Golden Hibiscus Award
2019 Awardee | Leland Miyano
Honorable Mention | BERENICE AKAMINE
The Honolulu Biennial Foundation announces Hawai’i- based artist Leland Miyano as the recipient of the Golden Hibiscus Award, a new $10,000 unrestricted cash prize given to a participating artist or artist collective in the 2019 Honolulu Biennial whose artwork, in the opinion of a guest jury, merits special recognition. Honorable mention and a cash award of $1,000 goes to Hawai’i-based artist Bernice Akamine for her work Kalo, 2016–present. The award reflects the mission of the Honolulu Biennial Foundation by recognizing artists from the Pacific and their contribution to the field of contemporary art.
Leland Miyano has received the award for Huaka’i / A Wake, 2019 a special commission for the Honolulu Biennial 2019 at Foster Botanical Garden for which Miyano enlisted the help of friends, volunteers and countless community-hands over the course of the six-week weeks leading up to the Biennial’s opening.
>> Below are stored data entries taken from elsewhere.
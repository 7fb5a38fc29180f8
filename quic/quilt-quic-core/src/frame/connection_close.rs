// Copyright Amazon.com, Inc. or its affiliates. All Rights Reserved.
// SPDX-License-Identifier: Apache-2.0

use crate::{frame::Tag, varint::VarInt};
use quilt_codec::{decoder_parameterized_value, Encoder, EncoderValue};

//= https://www.rfc-editor.org/rfc/rfc9000#section-19.19
//# An endpoint sends a CONNECTION_CLOSE frame (type=0x1c or 0x1d) to
//# notify its peer that the connection is being closed.  The
//# CONNECTION_CLOSE frame with a type of 0x1c is used to signal errors
//# at only the QUIC layer, or the absence of errors (with the NO_ERROR
//# code).  The CONNECTION_CLOSE frame with a type of 0x1d is used to
//# signal an error with the application that uses QUIC.

pub(crate) const CONNECTION_CLOSE_TRANSPORT_TAG: Tag = 0x1c;
pub(crate) const CONNECTION_CLOSE_APPLICATION_TAG: Tag = 0x1d;

//= https://www.rfc-editor.org/rfc/rfc9000#section-19.19
//# CONNECTION_CLOSE Frame {
//#   Type (i) = 0x1c..0x1d,
//#   Error Code (i),
//#   [Frame Type (i)],
//#   Reason Phrase Length (i),
//#   Reason Phrase (..),
//# }

#[derive(Debug, Copy, Clone, PartialEq, Eq)]
pub struct ConnectionClose<'a> {
    /// The error code; a transport error code for the 0x1c shape, an
    /// application error code for the 0x1d shape
    pub error_code: VarInt,

    /// The frame type that triggered the error, present only in the
    /// transport shape. `0` means the triggering frame is unknown.
    pub frame_type: Option<VarInt>,

    /// A more specific error code some peers tunnel through the reason
    /// phrase as a `"<decimal>:"` prefix. Extracted at decode time;
    /// `None` when the prefix is missing.
    pub quic_error_code: Option<u64>,

    /// A human-readable explanation of why the connection was closed,
    /// with any numeric prefix already removed
    pub reason: Option<&'a [u8]>,
}

impl<'a> ConnectionClose<'a> {
    #[inline]
    pub fn tag(&self) -> Tag {
        if self.frame_type.is_some() {
            CONNECTION_CLOSE_TRANSPORT_TAG
        } else {
            CONNECTION_CLOSE_APPLICATION_TAG
        }
    }
}

/// Splits a `"<decimal>:"` prefix out of a reason phrase, returning the
/// tunneled code and the remaining human-readable portion
fn extract_error_code(reason: Option<&[u8]>) -> (Option<u64>, Option<&[u8]>) {
    let Some(reason) = reason else {
        return (None, None);
    };

    let Some(colon) = reason.iter().position(|byte| *byte == b':') else {
        return (None, Some(reason));
    };

    let (digits, rest) = reason.split_at(colon);
    let rest = &rest[1..];

    if digits.is_empty() || !digits.iter().all(|byte| byte.is_ascii_digit()) {
        return (None, Some(reason));
    }

    let mut code = 0u64;
    for byte in digits {
        code = match code
            .checked_mul(10)
            .and_then(|code| code.checked_add((byte - b'0') as u64))
        {
            Some(code) => code,
            None => return (None, Some(reason)),
        };
    }

    let rest = if rest.is_empty() { None } else { Some(rest) };
    (Some(code), rest)
}

decoder_parameterized_value!(
    impl<'a> ConnectionClose<'a> {
        fn decode(tag: Tag, buffer: Buffer) -> Result<Self> {
            let (error_code, buffer) = buffer.decode::<VarInt>()?;

            let (frame_type, buffer) = if tag == CONNECTION_CLOSE_TRANSPORT_TAG {
                let (frame_type, buffer) = buffer.decode()?;
                (Some(frame_type), buffer)
            } else {
                (None, buffer)
            };

            let (reason, buffer) = buffer.decode_slice_with_len_prefix::<VarInt>()?;
            let reason = reason.into_less_safe_slice();
            let reason = if reason.is_empty() {
                None
            } else {
                Some(&*reason)
            };
            let (quic_error_code, reason) = extract_error_code(reason);

            let frame = ConnectionClose {
                error_code,
                frame_type,
                quic_error_code,
                reason,
            };

            Ok((frame, buffer))
        }
    }
);

impl<'a> EncoderValue for ConnectionClose<'a> {
    #[inline]
    fn encode<E: Encoder>(&self, buffer: &mut E) {
        buffer.encode(&self.tag());
        buffer.encode(&self.error_code);

        if let Some(frame_type) = self.frame_type.as_ref() {
            buffer.encode(frame_type);
        }

        match self.quic_error_code {
            Some(code) => {
                // re-emit the tunneled code as the reason phrase prefix
                let mut digits = [0u8; 20];
                let mut cursor = digits.len();
                let mut value = code;
                loop {
                    cursor -= 1;
                    digits[cursor] = b'0' + (value % 10) as u8;
                    value /= 10;
                    if value == 0 {
                        break;
                    }
                }
                let digits = &digits[cursor..];

                let reason_len = self.reason.map_or(0, |reason| reason.len());
                let total = digits.len() + 1 + reason_len;
                buffer.encode(&VarInt::from_u32(total as u32));
                buffer.write_slice(digits);
                buffer.encode(&b':');
                if let Some(reason) = self.reason {
                    buffer.write_slice(reason);
                }
            }
            None => {
                if let Some(reason) = self.reason.as_ref() {
                    buffer.encode_with_len_prefix::<VarInt, _>(reason);
                } else {
                    buffer.encode(&VarInt::ZERO);
                }
            }
        }
    }
}

#[cfg(test)]
mod tests {
    use super::*;
    use quilt_codec::{DecoderBuffer, DecoderParameterizedValue, EncoderBuffer};

    fn round_trip(frame: ConnectionClose) {
        let mut buffer = [0u8; 128];
        let written = {
            let mut encoder = EncoderBuffer::new(&mut buffer);
            encoder.encode(&frame);
            encoder.len()
        };

        let decoder = DecoderBuffer::new(&buffer[1..written]);
        let (decoded, remaining) =
            ConnectionClose::decode_parameterized(frame.tag(), decoder).unwrap();
        assert!(remaining.is_empty());
        assert_eq!(decoded, frame);
    }

    #[test]
    fn round_trip_test() {
        round_trip(ConnectionClose {
            error_code: VarInt::from_u8(0x0a),
            frame_type: Some(VarInt::from_u8(0x06)),
            quic_error_code: None,
            reason: Some(b"crypto stream error"),
        });

        round_trip(ConnectionClose {
            error_code: VarInt::from_u16(0x100),
            frame_type: None,
            quic_error_code: None,
            reason: None,
        });

        round_trip(ConnectionClose {
            error_code: VarInt::ZERO,
            frame_type: Some(VarInt::ZERO),
            quic_error_code: Some(17),
            reason: Some(b"server overloaded"),
        });

        round_trip(ConnectionClose {
            error_code: VarInt::ZERO,
            frame_type: None,
            quic_error_code: Some(9000),
            reason: None,
        });
    }

    #[test]
    fn numeric_prefix_extraction_test() {
        // a "<decimal>:" prefix is split into the tunneled code and the
        // remaining phrase at decode time
        let bytes = {
            let mut bytes = alloc::vec![0x00u8];
            let reason = b"17:server overloaded";
            bytes.push(reason.len() as u8);
            bytes.extend_from_slice(reason);
            bytes
        };
        let decoder = DecoderBuffer::new(&bytes);
        let (frame, _) = ConnectionClose::decode_parameterized(
            CONNECTION_CLOSE_APPLICATION_TAG,
            decoder,
        )
        .unwrap();

        assert_eq!(frame.quic_error_code, Some(17));
        assert_eq!(frame.reason, Some(&b"server overloaded"[..]));
    }

    #[test]
    fn missing_prefix_test() {
        for reason in [&b"no numeric prefix"[..], b"x1:not digits", b":empty"] {
            let mut bytes = alloc::vec![0x00u8];
            bytes.push(reason.len() as u8);
            bytes.extend_from_slice(reason);

            let decoder = DecoderBuffer::new(&bytes);
            let (frame, _) = ConnectionClose::decode_parameterized(
                CONNECTION_CLOSE_APPLICATION_TAG,
                decoder,
            )
            .unwrap();

            // the sentinel is "missing"; the phrase is untouched
            assert_eq!(frame.quic_error_code, None);
            assert_eq!(frame.reason, Some(reason));
        }
    }
}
Huaka’i / A Wake explores themes of sustainability, voyaging, and our reciprocal relationship with the island environment. The double-hull canoe form, approximately 50’ long and 10’ wide, is constructed with invasive plants and other found materials, primarily from Hoʻomaluhia Botanical Garden in Kāneʻohe on the Windward side of Oʻahu. The hull was shaped by binding together long branches of strawberry guava, fiddlewood and rose apple. The deck of the canoe houses a garden of canoe plants, an echo of the first Polynesians who settled the Hawaiian Islands nearly 2,000 years ago and is a reminder that the goal of the voyage is ultimately to find land.
Honorable mention goes to Bernice Akamine for her installation of Kalo, 2016-present, which features 87 kalo sculptures bearing the signature pages of the 1897 Hui Aloha ‘Āina Anti- Annexation Petitions and hand-drawn maps of traditional land divisions from the five islands represented in the petitions: Kauaʻi, Oʻahu, Molokaʻi, Maui, and Hawai‘i Island. Each basalt stone was sourced from community and represents the importance of land in a Kanaka Maoli worldview. The installation is presented at Aliʻiōlani Hale, where annexation occured and Queen Liliʻuokalani was deposed by the Committee of Safety led by Sanford B. Dole.
The award reflects the mission of Hawaiʻi Contemporary in recognizing artists from the Pacific and their contribution to the field of contemporary art. The jury is composed of arts professionals who specialize in this field as well as the diverse contexts brought together in this geographical region. The prize was introduced in 2019 by Hawaiʻi Contemporary (formerly Honolulu Biennial Foundation) with the generous support of Soichiro Fukutake, Michael and Kristen Chan, Yoshiko Mori, Jonathan Kindred and Yusaku Maezawa.